Como no podemos utilizar **dep_delay**, utilizaremos la suma de **nas_delay**, **security_delay**, **weather_delay**, **late_air_craft_delay** y **carrier_delay**

In [125]:
# Se agrega columna que indica si el vuelo llegó tarde o no
def total_late(row):
    return row['carrier_delay'] + row['nas_delay'] + row['security_delay'] + row['weather_delay'] + row['late_air_craft_delay']

df_arr_delay['total_late'] = df_arr_delay.apply(total_late, axis = 1)
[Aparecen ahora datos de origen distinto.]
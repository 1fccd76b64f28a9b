use std::fs;
use std::net::TcpListener;
use std::path::Path;
use std::process::{Child, Command};
use std::thread;
use std::time::{Duration, Instant};

use assert_cmd::prelude::*;
use nframe::{JsonStore, NframeClient, PidLock, StoreDocument, StoreEngine};
use predicates::str::contains;
use serde_json::{json, Value};
use tempfile::TempDir;

fn free_port() -> u16 {
    TcpListener::bind("127.0.0.1:0")
        .unwrap()
        .local_addr()
        .unwrap()
        .port()
}

fn seed(path: &Path, value: Value) {
    match value {
        Value::Object(map) => JsonStore::new(path).add_data(map).unwrap(),
        other => panic!("{} is not an object", other),
    }
}

/// kills the server when a test ends, even a failing one
struct ServerProcess(Child);

impl Drop for ServerProcess {
    fn drop(&mut self) {
        let _ = self.0.kill();
        let _ = self.0.wait();
    }
}

// `nframe-server -V` should print the version
#[test]
fn server_cli_version() {
    Command::cargo_bin("nframe-server")
        .unwrap()
        .args(&["-V"])
        .assert()
        .success()
        .stdout(contains(env!("CARGO_PKG_VERSION")));
}

// `nframe-client -V` should print the version
#[test]
fn client_cli_version() {
    Command::cargo_bin("nframe-client")
        .unwrap()
        .args(&["-V"])
        .assert()
        .success()
        .stdout(contains(env!("CARGO_PKG_VERSION")));
}

#[test]
fn server_cli_invalid_port() {
    let temp_dir = TempDir::new().expect("unable to create temporary working directory");
    Command::cargo_bin("nframe-server")
        .unwrap()
        .args(&["--port", "not-a-port", "--lock-file", "test.pid"])
        .current_dir(&temp_dir)
        .assert()
        .failure();
}

#[test]
fn server_cli_invalid_ip() {
    let temp_dir = TempDir::new().expect("unable to create temporary working directory");
    Command::cargo_bin("nframe-server")
        .unwrap()
        .args(&["--ip", "not-an-ip", "--lock-file", "test.pid"])
        .current_dir(&temp_dir)
        .assert()
        .failure()
        .stderr(contains("IP address"));
}

// `--export` should write the store and exit without serving
#[test]
fn server_cli_export() {
    let temp_dir = TempDir::new().expect("unable to create temporary working directory");
    seed(&temp_dir.path().join("data.json"), json!({"key1": "value1"}));

    Command::cargo_bin("nframe-server")
        .unwrap()
        .args(&["--lock-file", "test.pid", "--export", "export.json"])
        .current_dir(&temp_dir)
        .assert()
        .success();

    let exported: StoreDocument =
        serde_json::from_slice(&fs::read(temp_dir.path().join("export.json")).unwrap()).unwrap();
    assert_eq!(Value::Object(exported.data), json!({"key1": "value1"}));
    // the lock was released
    assert!(!temp_dir.path().join("test.pid").exists());
}

// `--import ... --exit` should merge the file into the store and exit
#[test]
fn server_cli_import() {
    let temp_dir = TempDir::new().expect("unable to create temporary working directory");
    seed(&temp_dir.path().join("data.json"), json!({"key1": "value1"}));
    seed(&temp_dir.path().join("import.json"), json!({"key2": "value2"}));

    Command::cargo_bin("nframe-server")
        .unwrap()
        .args(&[
            "--data-file",
            "data.json",
            "--lock-file",
            "test.pid",
            "--import",
            "import.json",
            "--exit",
        ])
        .current_dir(&temp_dir)
        .assert()
        .success();

    let data = JsonStore::new(temp_dir.path().join("data.json")).load().unwrap();
    assert_eq!(Value::Object(data), json!({"key1": "value1", "key2": "value2"}));
}

#[test]
fn server_cli_corrupt_lock_fails() {
    let temp_dir = TempDir::new().expect("unable to create temporary working directory");
    fs::write(temp_dir.path().join("test.pid"), "garbage").unwrap();

    Command::cargo_bin("nframe-server")
        .unwrap()
        .args(&["--lock-file", "test.pid", "--export", "export.json"])
        .current_dir(&temp_dir)
        .assert()
        .failure()
        .stderr(contains("improperly formatted"));
    assert!(!temp_dir.path().join("export.json").exists());
}

// `--force-unlock` should clear a lock left behind by another process
#[test]
fn server_cli_force_unlock() {
    let temp_dir = TempDir::new().expect("unable to create temporary working directory");
    let lock_path = temp_dir.path().join("test.pid");
    PidLock::new(&lock_path)
        .with_pid(u64::from(std::process::id()) + 1)
        .acquire()
        .unwrap();

    Command::cargo_bin("nframe-server")
        .unwrap()
        .args(&["--lock-file", "test.pid", "--force-unlock", "--exit"])
        .current_dir(&temp_dir)
        .assert()
        .success();
    assert!(!lock_path.exists());
}

#[test]
fn client_cli_unreachable_server() {
    let addr = format!("127.0.0.1:{}", free_port());
    Command::cargo_bin("nframe-client")
        .unwrap()
        .args(&["--addr", &addr, "get"])
        .assert()
        .failure()
        .stderr(contains("Error while communicating"));
}

#[test]
fn client_cli_add_requires_an_object() {
    Command::cargo_bin("nframe-client")
        .unwrap()
        .args(&["add", "[1, 2]"])
        .assert()
        .failure();
}

#[test]
fn client_cli_against_server() {
    let temp_dir = TempDir::new().expect("unable to create temporary working directory");
    let port = free_port().to_string();
    let addr = format!("127.0.0.1:{}", port);

    let child = Command::cargo_bin("nframe-server")
        .unwrap()
        .args(&["--ip", "127.0.0.1", "--port", &port, "--lock-file", "test.pid"])
        .current_dir(&temp_dir)
        .spawn()
        .unwrap();
    let _server = ServerProcess(child);

    // wait for the server to come up
    let client = NframeClient::new(addr.as_str()).unwrap();
    let start = Instant::now();
    while client.get_data().is_failed() {
        assert!(start.elapsed() < Duration::from_secs(10), "server did not start");
        thread::sleep(Duration::from_millis(100));
    }
    // the serving process holds the lock
    assert!(temp_dir.path().join("test.pid").exists());

    Command::cargo_bin("nframe-client")
        .unwrap()
        .args(&["--addr", &addr, "add", "{\"key1\": \"value1\"}"])
        .assert()
        .success()
        .stdout(contains("add data"));

    Command::cargo_bin("nframe-client")
        .unwrap()
        .args(&["--addr", &addr, "get"])
        .assert()
        .success()
        .stdout(contains("value1"));
}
A value is trying to be set on a copy of a slice from a DataFrame.
Try using .loc[row_indexer,col_indexer] = value instead

See the caveats in the documentation: https://pandas.pydata.org/pandas-docs/stable/user_guide/indexing.html#returning-a-view-versus-a-copy
  df_arr_delay['total_late'] = df_arr_delay.apply(total_late, axis = 1)


In [126]:
# Borramos las columnas que no son útiles
df_arr_delay = df_arr_delay[['total_late', 'arr_delay']]

In [127]:
# Pre procesamiento
min_max_scaler = preprocessing.MinMaxScaler()
X_train_transformed = df_arr_delay.copy()
X_train_minmax = min_max_scaler.fit_transform(X_train_transformed[["total_late",'arr_delay']])
scaled_features_df = pd.DataFrame(X_train_minmax, index=X_train_transformed.index, columns=["total_late",'arr_delay'])
X_train_transformed["total_late"] = scaled_features_df["total_late"]
X_train_transformed['arr_delay'] = scaled_features_df['arr_delay']
X_train_transformed

Unnamed: 0,total_late,arr_delay
0,0.00,0.04
1,0.00,0.04
2,0.00,0.05
3,0.01,0.06
4,0.00,0.05
...,...,...
1936753,0.01,0.05
1936754,0.03,0.07
1936755,0.04,0.08
1936756,0.00,0.05


In [128]:
X_data = X_train_transformed.copy()
del X_data['arr_delay']

In [129]:
X_train, X_test, y_train, y_test = train_test_split(X_data, X_train_transformed['arr_delay'], test_size=0.30)

In [130]:
regression_model = LinearRegression()
regression_model.fit(X_train, y_train)
y_test_lr_predicted2 = regression_model.predict(X_test)
r2_lr_score2 = metrics.r2_score(y_test, y_test_lr_predicted2)
r2_lr_score2

0.9926760103699903

In [131]:
mse_nn2 = metrics.mean_squared_error(y_test, y_test_lr_predicted2)
mse_nn2

3.591546713810081e-06

Con estos cambios obtuviemos un alto valor de R2 de 0.99 y el mejor valor de MSE de 3.59.